Publié le 2 septembre 2019 par Mélanie R.

La fabrication additive métal a été l’un des développements les plus importants de l’industrie ces dernières années. En 2018, le rapport Wohlers révélait que l’impression 3D métal avait connu une hausse de 80% des solutions vendues par rapport à l’année précédente, et que ce chiffre continuait de croître. L’année 2018 a marqué le début d’une croissance exponentielle de l’impression 3D métal.
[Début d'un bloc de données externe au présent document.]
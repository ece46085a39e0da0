//! Infrastructure Layer
//!
//! Repository implementations: PostgreSQL for production, in-memory for
//! tests and local experiments.

pub mod memory;
pub mod postgres;

pub use memory::InMemoryUserRepository;
pub use postgres::PgUserRepository;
Chaque jour, de plus en plus d’acteurs développent leur propre imprimante 3D métal, ce qui a permis de réduire les coûts et de faire apparaitre de nouvelles technologies de fabrication additive. Aujourd’hui, il existe plus de 40 fabricants d’imprimantes 3D métal et nous avons voulu regrouper les principaux. Nous les avons classées par technologie de fabrication additive, que ce soit par fusion sur lit de poudre, par dépôt d’énergie concentrée, par extrusion ou encore par liage de poudre.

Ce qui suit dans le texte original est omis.